───── Given entries

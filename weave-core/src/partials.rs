use std::collections::BTreeMap;
use std::path::{Path, PathBuf};

use thiserror::Error;

#[derive(Debug, Error)]
pub enum PartialError {
    #[error("failed to list partials in {}: {source}", .path.display())]
    ReadDir {
        path: PathBuf,
        source: std::io::Error,
    },
    #[error("failed to read partial {}: {source}", .path.display())]
    Read {
        path: PathBuf,
        source: std::io::Error,
    },
}

/// Named HTML fragments, keyed by file stem.
///
/// Texts are stored verbatim. The store is immutable once loaded and is
/// rebuilt from disk on every build pass.
#[derive(Debug, Default, Clone)]
pub struct PartialStore {
    partials: BTreeMap<String, String>,
}

impl PartialStore {
    /// Load every `*.{extension}` file directly inside `dir`.
    ///
    /// A missing directory yields an empty store.
    pub fn load<P: AsRef<Path>>(dir: P, extension: &str) -> Result<Self, PartialError> {
        let dir = dir.as_ref();
        let mut partials = BTreeMap::new();

        if !dir.is_dir() {
            return Ok(Self { partials });
        }

        let entries = std::fs::read_dir(dir).map_err(|source| PartialError::ReadDir {
            path: dir.to_path_buf(),
            source,
        })?;

        for entry in entries {
            let entry = entry.map_err(|source| PartialError::ReadDir {
                path: dir.to_path_buf(),
                source,
            })?;
            let path = entry.path();

            if !path.is_file() || !has_extension(&path, extension) {
                continue;
            }
            let Some(name) = path.file_stem().map(|s| s.to_string_lossy().to_string()) else {
                continue;
            };

            let text = std::fs::read_to_string(&path)
                .map_err(|source| PartialError::Read { path: path.clone(), source })?;
            partials.insert(name, text);
        }

        Ok(Self { partials })
    }

    pub fn get(&self, name: &str) -> Option<&str> {
        self.partials.get(name).map(String::as_str)
    }

    /// Partial names in sorted order.
    pub fn names(&self) -> impl Iterator<Item = &str> {
        self.partials.keys().map(String::as_str)
    }

    pub fn len(&self) -> usize {
        self.partials.len()
    }

    pub fn is_empty(&self) -> bool {
        self.partials.is_empty()
    }

    pub fn insert<N: Into<String>, T: Into<String>>(&mut self, name: N, text: T) {
        self.partials.insert(name.into(), text.into());
    }
}

impl<N: Into<String>, T: Into<String>> FromIterator<(N, T)> for PartialStore {
    fn from_iter<I: IntoIterator<Item = (N, T)>>(iter: I) -> Self {
        let mut store = Self::default();
        for (name, text) in iter {
            store.insert(name, text);
        }
        store
    }
}

pub(crate) fn has_extension(path: &Path, extension: &str) -> bool {
    path.extension()
        .map(|ext| ext.to_string_lossy() == extension)
        .unwrap_or(false)
}
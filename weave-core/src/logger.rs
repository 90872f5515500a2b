//! Terminal logging with colored module prefixes.
//!
//! ```ignore
//! log!("build"; "loaded {} partials", count);
//! ```

use colored::{ColoredString, Colorize};
use std::io::{Write, stderr, stdout};

/// Log a message with a colored `[module]` prefix.
#[macro_export]
macro_rules! log {
    ($module:expr; $($arg:tt)*) => {{
        $crate::logger::log($module, &format!($($arg)*))
    }};
}

/// Write one log line. `error` goes to stderr, everything else to stdout.
pub fn log(module: &str, message: &str) {
    let prefix = colorize_prefix(module);

    if module.eq_ignore_ascii_case("error") {
        writeln!(stderr().lock(), "{prefix} {message}").ok();
    } else {
        writeln!(stdout().lock(), "{prefix} {message}").ok();
    }
}

fn colorize_prefix(module: &str) -> ColoredString {
    let prefix = format!("[{module}]");
    match module.to_ascii_lowercase().as_str() {
        "watch" => prefix.bright_green().bold(),
        "warn" => prefix.bright_magenta().bold(),
        "error" => prefix.bright_red().bold(),
        _ => prefix.bright_yellow().bold(),
    }
}
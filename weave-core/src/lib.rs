pub mod builder;
pub mod config;
pub mod expand;
pub mod logger;
pub mod params;
pub mod partials;
pub mod rewrite;

// Re-export main types
pub use builder::{BuildError, BuildReport, PageDiagnostic, SiteBuilder, build_site};
pub use config::BuildConfig;
pub use expand::{Diagnostic, Expander, Expansion};
pub use params::{Params, parse_params};
pub use partials::{PartialError, PartialStore};
pub use rewrite::{NavRewriter, Rewriter};
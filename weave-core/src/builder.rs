use std::path::{Path, PathBuf};

use thiserror::Error;
use walkdir::WalkDir;

use crate::config::BuildConfig;
use crate::expand::{Diagnostic, Expander};
use crate::log;
use crate::partials::{PartialError, PartialStore, has_extension};
use crate::rewrite::{NavRewriter, Rewriter};

#[derive(Debug, Error)]
pub enum BuildError {
    #[error("source directory not found: {}", .0.display())]
    MissingSourceDir(PathBuf),
    #[error(transparent)]
    Partials(#[from] PartialError),
    #[error("failed to walk {}: {source}", .path.display())]
    Walk {
        path: PathBuf,
        source: walkdir::Error,
    },
    #[error("failed to read page {}: {source}", .path.display())]
    ReadPage {
        path: PathBuf,
        source: std::io::Error,
    },
    #[error("failed to write {}: {source}", .path.display())]
    WritePage {
        path: PathBuf,
        source: std::io::Error,
    },
}

/// A diagnostic together with the page that produced it.
#[derive(Debug, Clone, PartialEq, Eq)]
pub struct PageDiagnostic {
    pub page: PathBuf,
    pub diagnostic: Diagnostic,
}

/// Outcome of one build pass.
#[derive(Debug, Default)]
pub struct BuildReport {
    /// Partial names, sorted
    pub partials: Vec<String>,
    /// Written pages relative to the output root, in walk order
    pub pages: Vec<PathBuf>,
    pub diagnostics: Vec<PageDiagnostic>,
}

pub struct SiteBuilder<R = NavRewriter> {
    config: BuildConfig,
    rewriter: R,
}

impl Default for SiteBuilder {
    fn default() -> Self {
        Self::new()
    }
}

impl SiteBuilder {
    pub fn new() -> Self {
        Self::from_config(BuildConfig::default())
    }

    pub fn from_config(config: BuildConfig) -> Self {
        Self {
            config,
            rewriter: NavRewriter,
        }
    }
}

impl<R: Rewriter> SiteBuilder<R> {
    pub fn source_dir<P: AsRef<Path>>(mut self, path: P) -> Self {
        self.config.source = path.as_ref().to_path_buf();
        self
    }

    pub fn output_dir<P: AsRef<Path>>(mut self, path: P) -> Self {
        self.config.output = path.as_ref().to_path_buf();
        self
    }

    /// Name of the partials directory inside the source root.
    pub fn partials_dir<S: Into<String>>(mut self, name: S) -> Self {
        self.config.partials = name.into();
        self
    }

    pub fn extension<S: Into<String>>(mut self, extension: S) -> Self {
        self.config.extension = extension.into();
        self
    }

    /// Swap the post-processing applied to inlined partials.
    pub fn rewriter<T: Rewriter>(self, rewriter: T) -> SiteBuilder<T> {
        SiteBuilder {
            config: self.config,
            rewriter,
        }
    }

    /// Run a full pass: load partials, expand every page, write the output tree.
    pub fn build(&self) -> Result<BuildReport, BuildError> {
        let source = &self.config.source;
        if !source.is_dir() {
            return Err(BuildError::MissingSourceDir(source.clone()));
        }

        let partials = PartialStore::load(self.config.partials_dir(), &self.config.extension)?;
        let names: Vec<String> = partials.names().map(str::to_string).collect();
        log!("build"; "loaded {} partials: {}", names.len(), names.join(", "));

        let pages = self.scan_pages()?;
        log!("build"; "found {} pages to process", pages.len());

        let expander = Expander::new(&partials, &self.rewriter);
        let mut diagnostics = Vec::new();

        for page in &pages {
            let src_path = source.join(page);
            let out_path = self.config.output.join(page);

            let content = std::fs::read_to_string(&src_path).map_err(|source| BuildError::ReadPage {
                path: src_path.clone(),
                source,
            })?;

            let expansion = expander.expand(&content);
            for diagnostic in expansion.diagnostics {
                log!("warn"; "{}: {diagnostic}", page.display());
                diagnostics.push(PageDiagnostic {
                    page: page.clone(),
                    diagnostic,
                });
            }

            write_page(&out_path, &expansion.text)?;
            log!("build"; "✓ {}", page.display());
        }

        Ok(BuildReport {
            partials: names,
            pages,
            diagnostics,
        })
    }

    /// Pages under the source root, relative to it, sorted by file name.
    ///
    /// Every directory named like the partials directory is skipped, and so
    /// is the output root when it lives inside the source root.
    pub fn scan_pages(&self) -> Result<Vec<PathBuf>, BuildError> {
        let source = &self.config.source;
        let nested_output = self.nested_output();
        let mut pages = Vec::new();

        let walker = WalkDir::new(source)
            .sort_by_file_name()
            .into_iter()
            .filter_entry(|entry| {
                if entry.depth() == 0 || !entry.file_type().is_dir() {
                    return true;
                }
                entry.file_name().to_string_lossy() != self.config.partials
                    && nested_output.as_deref() != Some(entry.path())
            });

        for entry in walker {
            let entry = entry.map_err(|err| BuildError::Walk {
                path: err.path().unwrap_or(source.as_path()).to_path_buf(),
                source: err,
            })?;

            if !entry.file_type().is_file() || !has_extension(entry.path(), &self.config.extension) {
                continue;
            }

            let relative = entry
                .path()
                .strip_prefix(source)
                .unwrap_or(entry.path())
                .to_path_buf();
            pages.push(relative);
        }

        Ok(pages)
    }

    /// The output root spelled as a path under the source root, when the
    /// output tree is nested in the source tree.
    fn nested_output(&self) -> Option<PathBuf> {
        let source = self.config.source.canonicalize().ok()?;
        let output = self.config.output.canonicalize().ok()?;
        if output == source {
            return None;
        }
        let relative = output.strip_prefix(&source).ok()?;
        Some(self.config.source.join(relative))
    }
}

fn write_page(path: &Path, html: &str) -> Result<(), BuildError> {
    let err = |source: std::io::Error| BuildError::WritePage {
        path: path.to_path_buf(),
        source,
    };
    if let Some(parent) = path.parent() {
        std::fs::create_dir_all(parent).map_err(err)?;
    }
    std::fs::write(path, html).map_err(err)
}

/// Build with the stock navigation rewriter.
pub fn build_site(config: &BuildConfig) -> Result<BuildReport, BuildError> {
    let report = SiteBuilder::from_config(config.clone()).build()?;
    log!("build"; "build complete! {} files generated", report.pages.len());
    Ok(report)
}
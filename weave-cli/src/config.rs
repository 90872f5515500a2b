use anyhow::Result;
use clap::ArgMatches;
use config::{Config as ConfigBuilder, Environment, File};
use serde::{Deserialize, Serialize};
use std::path::Path;
use weave_core::BuildConfig;

/// Optional configuration file, read from the working directory
pub const CONFIG_FILE: &str = "weave.toml";

/// Complete configuration that merges the CLI flag, env vars, config file, and defaults
#[derive(Debug, Clone, Default, Deserialize, Serialize)]
pub struct WeaveConfig {
    /// Build configuration (from weave-core)
    #[serde(default)]
    pub build: BuildConfig,
    /// Continuous mode configuration
    #[serde(default)]
    pub watch: WatchConfig,
}

#[derive(Debug, Clone, Deserialize, Serialize)]
#[serde(default)]
pub struct WatchConfig {
    /// Rebuild whenever a source page changes
    pub enabled: bool,
    /// Quiet period before a burst of changes triggers a rebuild
    pub debounce_ms: u64,
}

impl Default for WatchConfig {
    fn default() -> Self {
        Self {
            enabled: false,
            debounce_ms: 300,
        }
    }
}

impl WeaveConfig {
    /// Load configuration with cascading precedence:
    /// 1. `--watch` flag (highest priority)
    /// 2. Environment variables (WEAVE_*)
    /// 3. Configuration file
    /// 4. Defaults (lowest priority)
    pub fn load(args: &ArgMatches) -> Result<Self> {
        Self::load_from(args, Path::new(CONFIG_FILE))
    }

    pub fn load_from(args: &ArgMatches, config_file: &Path) -> Result<Self> {
        let mut builder = ConfigBuilder::builder();

        // 1. Start with defaults
        let defaults = Self::default();
        builder = builder.add_source(ConfigBuilder::try_from(&defaults)?);

        // 2. Add configuration file if it exists
        if config_file.exists() {
            builder = builder.add_source(File::from(config_file));
        }

        // 3. Add environment variables with WEAVE_ prefix
        builder = builder.add_source(
            Environment::with_prefix("WEAVE")
                .prefix_separator("_")
                .separator("__") // Use double underscore for nested keys
                .try_parsing(true),
        );

        // 4. Override with the CLI flag
        if args.try_get_one::<bool>("watch").unwrap_or(None) == Some(&true) {
            builder = builder.set_override("watch.enabled", true)?;
        }

        let config = builder.build()?;
        let weave_config: WeaveConfig = config.try_deserialize()?;

        Ok(weave_config)
    }
}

──────────

— About this task —
Word for word, repeat the data from its first line through the line with "pub struct PartialStore", including both of those lines and no others.

— Completed exercise —
filename weave-core/src/partials.rs
use std::collections::BTreeMap;
use std::path::{Path, PathBuf};

use thiserror::Error;

#[derive(Debug, Error)]
pub enum PartialError {
    #[error("failed to list partials in {}: {source}", .path.display())]
    ReadDir {
        path: PathBuf,
        source: std::io::Error,
    },
    #[error("failed to read partial {}: {source}", .path.display())]
    Read {
        path: PathBuf,
        source: std::io::Error,
    },
}

/// Named HTML fragments, keyed by file stem.
///
/// Texts are stored verbatim. The store is immutable once loaded and is
/// rebuilt from disk on every build pass.
#[derive(Debug, Default, Clone)]
pub struct PartialStore {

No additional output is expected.